Bernie Madoff ran the largest Ponzi scheme in history, defrauding thousands of investors over at least 17 years, and possibly longer. He pioneered electronic trading and chaired Nasdaq in the 1990s. On April 14, 2021, he died while serving a 150-year sentence for money laundering, securities fraud, and other crimes.
Understanding Madoff
Madoff claimed to generate large, steady returns through a trading strategy called split-strike conversion, but he simply deposited client funds into a single bank account and paid out existing clients. He funded redemptions by attracting new investors and their capital, but the market crashed in late 2008. He confessed to his sons, who worked at his firm, on Dec. 10, 2008. Next day, they turned him in. The fund reported $64.8 billion in client assets.
Madoff pleaded guilty to 11 federal felony counts, including securities fraud, wire fraud, mail fraud, perjury, and money laundering. Ponzi scheme became a symbol of Wall Street's greed and dishonesty before the financial crisis. Madoff was sentenced to 150 years in prison and ordered to forfeit $170 billion, but no other Wall Street figures faced legal ramifications.
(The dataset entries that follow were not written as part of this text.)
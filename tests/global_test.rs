// The process-wide store is shared state, so everything lives in one test.

use bot_param::global::{self, MAX_REFERENCES};
use bot_param::transport::PARAM_UPDATE_CHANNEL;
use bot_param::{ClientConfig, MemoryTransport, ParamError, ParamRequest, ParamUpdate};
use std::sync::atomic::{AtomicI64, Ordering};
use std::sync::Arc;

fn serving_transport(server_id: i64, params: &'static str) -> Arc<MemoryTransport> {
    let transport = Arc::new(MemoryTransport::new());
    let seq = AtomicI64::new(1);
    transport.set_responder(Arc::new(move |t: &MemoryTransport, _: &str, _: &ParamRequest| {
        let update = ParamUpdate {
            utime: 0,
            server_id,
            sequence_number: seq.fetch_add(1, Ordering::SeqCst),
            params: params.to_string(),
        };
        t.deliver(PARAM_UPDATE_CHANNEL, &update);
    }));
    transport
}

#[test]
fn test_process_singleton_lifecycle() {
    let config = ClientConfig {
        bootstrap_attempts: 2,
        retry_delay_ms: 10,
        ..ClientConfig::default()
    };

    // A failed bootstrap installs nothing.
    let silent = Arc::new(MemoryTransport::new());
    let err = global::acquire_with(silent.clone(), true, &config).err();
    assert!(matches!(err, Some(ParamError::BootstrapTimeout { .. })));
    assert_eq!(global::reference_count(), 0);
    assert_eq!(silent.subscription_count(), 0);

    // First acquisition bootstraps and keeps the live subscription.
    let transport = serving_transport(4, "speed = 1;");
    let first = global::acquire_with(transport.clone(), true, &config).unwrap();
    assert_eq!(first.get_int("speed").unwrap(), 1);
    assert_eq!(global::reference_count(), 1);
    assert_eq!(transport.subscription_count(), 1);

    // Later acquisitions share the same store and ignore their transport.
    let other = serving_transport(5, "speed = 99;");
    let second = global::acquire_with(other.clone(), true, &config).unwrap();
    assert!(Arc::ptr_eq(&first.store(), &second.store()));
    assert_eq!(second.get_int("speed").unwrap(), 1);
    assert_eq!(other.requests_published(), 0);
    assert_eq!(global::reference_count(), 2);

    // Live updates reach every handle.
    transport.deliver(
        PARAM_UPDATE_CHANNEL,
        &ParamUpdate {
            utime: 0,
            server_id: 4,
            sequence_number: 10,
            params: "speed = 2;".to_string(),
        },
    );
    assert_eq!(first.get_int("speed").unwrap(), 2);
    assert_eq!(second.get_int("speed").unwrap(), 2);

    global::release(second);
    assert_eq!(global::reference_count(), 1);
    assert_eq!(transport.subscription_count(), 1);

    // The last release tears the store down and drops the subscription.
    let store = first.store();
    drop(first);
    assert_eq!(global::reference_count(), 0);
    assert_eq!(transport.subscription_count(), 0);
    assert_eq!(store.get_int("speed").unwrap(), 2);

    // A fresh acquisition builds a new store from the new transport.
    let third = global::acquire_with(other.clone(), false, &config).unwrap();
    assert_eq!(third.get_int("speed").unwrap(), 99);
    assert_eq!(third.server_id(), 5);
    assert_eq!(other.subscription_count(), 0);
    drop(third);
    assert_eq!(global::reference_count(), 0);

    assert_eq!(MAX_REFERENCES, 1 << 60);
}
Bernie Madoff's Brief Biography
Bernie Madoff was born in Queens, New York, on April 29, 1938. He began dating Ruth (née Alpern) when they were teenagers. Madoff told a journalist by phone from prison that his father's sporting goods store went bankrupt during the Korean War: "You watch your father, who you idolize, build a big business and then lose everything." Madoff was determined to achieve "lasting success" like his father "whatever it took," but his career had ups and downs.
Early Madoff investments
At 22, he started Bernard L. Madoff Investment Securities LLC. First, he traded penny stocks with $5,000 he earned installing sprinklers and as a lifeguard. Family and friends soon invested with him. Madoff's bets soured after the "Kennedy Slide" in 1962, and his father-in-law had to bail him out.
Madoff felt he wasn't part of the Wall Street in-crowd. "We weren't NYSE members," he told Fishman. "It's obvious." According to Madoff, he was a scrappy market maker. "I was happy to take the crumbs," he told Fishman, citing a client who wanted to sell eight bonds; a bigger firm would turn it down.
Recognition
Success came when he and his brother Peter built electronic trading capabilities, or "artificial intelligence," that attracted massive order flow and provided market insights. "I had all these major banks coming down, entertaining me," Madoff told Fishman. "It was mind-bending."
By the late 1980s, he and four other Wall Street mainstays processed half of the NYSE's order flow. Controversially, he paid for much of it, and by the late 1980s, Madoff was making in the vicinity of $100 million a year. He was Nasdaq chairman from 1990 to 1993.
Madoff's Ponzi scheme
It is not certain exactly when Madoff's Ponzi scheme began. He testified in court that it began in 1991, but his account manager, Frank DiPascali, had been at the firm since 1975.
Why Madoff did the scheme is unclear. "I had enough money to support my family's lifestyle. "I don't know why," he told Fishman." Madoff could have won Wall Street's respect as a market maker and electronic trading pioneer.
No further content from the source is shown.